In a recent study published in The European Journal of Internal Medicine,2 researchers assessed the prevalence of celiac disease in patients who fulfilled the Rome III criteria for IBS, which is the standard list of specific symptoms that physicians currently use to diagnose IBS. (See below.)

The researchers approached 1,380 patients at a gastroenterology clinic in Turkey during a four-month period, screening for patients who fulfilled the Rome III criteria for IBS. Patients were excluded from the study for a number of reasons, including advanced age (>65 years), the presence of any alarming symptoms (e.g., weight loss, family history of IBD or cancer, fever, arthritis, dermatitis, anemia), any kind of gastrointestinal malignancy, diabetes, hyper- or hypo-thyroidism, heart failure, cirrhosis, severe depression, history of continuous drug use, and others.

Of the 1,380 approached, 100 patients qualified for the study and were tested for celiac disease using the Biocard™ Celiac Test (now called CeliacSure™), a commercially available home blood test kit. Two female participants tested positive for celiac disease and underwent additional laboratory blood testing and intestinal biopsy confirmation.

Numerous other studies have shown similar rates of celiac disease among patients who fulfilled the diagnostic criteria for IBS, using Rome I, Rome II, and the even older Manning criteria, but this is the first study to use the latest Rome III criteria.

The researchers say that even though many gastroenterologists support the idea of screening for celiac disease when considering an IBS diagnosis, it is not yet an established practice. Studies have shown the Health Canada approved CeliacSure™ test, which requires only one blood drop from a finger pinprick, to have an overall accuracy of 93.5%, the same as testing in a laboratory.3

If you suspect you have celiac disease, or have taken the CeliacSure™ test at home, it is very important that you do not begin a gluten-free diet until a physician examines you. Removing gluten from your diet before seeing your doctor can actually make it more difficult to rule out or confirm a celiac disease diagnosis. Similarly, if you experience unexplained symptoms, such as weight loss, fatigue, diarrhea, constipation, alternating diarrhea and constipation, or abdominal pain, then make an appointment with your physician to determine the cause of your symptoms and to obtain appropriate treatment.


The Rome Foundation

The Rome III criteria were developed by a nonprofit organization, the Rome Foundation, which includes respected members from the international medical community who work together to define the best criteria for diagnosing functional gastrointestinal conditions, including IBS and functional dyspepsia.


Rome III Diagnostic Criteria for Irritable Bowel Syndrome

At least three months, with onset at least six months previously, of recurrent abdominal pain or discomfort* associated with two or more of the following:

  • Improvement with defecation; and/or
  • Onset associated with a change in frequency of stool; and/or
  • Onset associated with a change in form (appearance) of stool.

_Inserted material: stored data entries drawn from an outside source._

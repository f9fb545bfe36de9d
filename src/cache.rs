//! Client-side mirror of remote device state.
//!
//! [`DeviceStateCache`] is the single source of truth for everything the
//! presentation layer displays. It is repopulated wholesale on connect and
//! after a firmware change, and patched incrementally from readback values
//! after individual control actions. Refresh is per-field fault tolerant: a
//! failed query logs a warning and leaves the previous value of that field
//! in place, so one slow or broken subsystem never blanks its siblings.
//!
//! Reads distinguish "never populated" (an error) from "populated but
//! disabled/unmeasured" (`Ok(None)`).

use log::{debug, warn};
use serde_json::{json, Value};
use std::collections::BTreeMap;

use crate::error::{McError, McResult};
use crate::keys::{board_index, GridKey};
use crate::proxy::{decode, RemoteProxy};
use crate::state::{AdcTemps, BoardStatus, ControlKind, RfPath, SynthStatus, TargetPath};

/// Mirrored view of the deployment, keyed by board / ADC / RF input.
#[derive(Clone, Debug, Default, PartialEq)]
pub struct DeviceStateCache {
    boards: BTreeMap<String, BoardStatus>,
    /// Sorted board names; index order matches the remote's board indices.
    board_keys: Vec<String>,
    /// Loaded firmware identifier per board, `None` when unloaded/unknown.
    firmware: BTreeMap<String, Option<String>>,
    /// Index of the loaded bitfile in `available`, -1 when not found.
    firmware_index: BTreeMap<String, i32>,
    fw_details: BTreeMap<String, Option<Value>>,
    gain: BTreeMap<RfPath, Option<f64>>,
    rf_on: BTreeMap<RfPath, Option<bool>>,
    adc_levels: BTreeMap<RfPath, Option<f64>>,
    adc_source: BTreeMap<RfPath, Option<u32>>,
    temps: BTreeMap<(String, u32), AdcTemps>,
    synth: BTreeMap<String, SynthStatus>,
    switch_states: Vec<u32>,
    switch_keys: Vec<String>,
    input_labels: Vec<String>,
    fan_rpm: BTreeMap<String, f64>,
    volts: BTreeMap<String, f64>,
    mms_temps: BTreeMap<String, f64>,
    register_values: BTreeMap<String, BTreeMap<String, i64>>,
    register_details: BTreeMap<String, Value>,
}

*Discomfort means an uncomfortable sensation not described as pain.

First published in the Inside Tract® newsletter issue 178 – 2011
Image Credit: © bigstockphoto.com/staras
1. Armstrong D et al. Testing for gluten-related disorders in clinical practice: The role of serology in managing the spectrum of gluten sensitivity. The Canadian Journal of Gastroenterology. 2011;25(4):193-97.
2. Korkut E et al. The prevalence of celiac disease in patients fulfilling Rome III criteria for irritable bowel syndrome. The European Journal of Internal Medicine. 2010;21:389-92.
3. Rashid M et al. Home blood testing for celiac disease: Recommendations for management. Canadian Family Physician. 2009;55:151-53.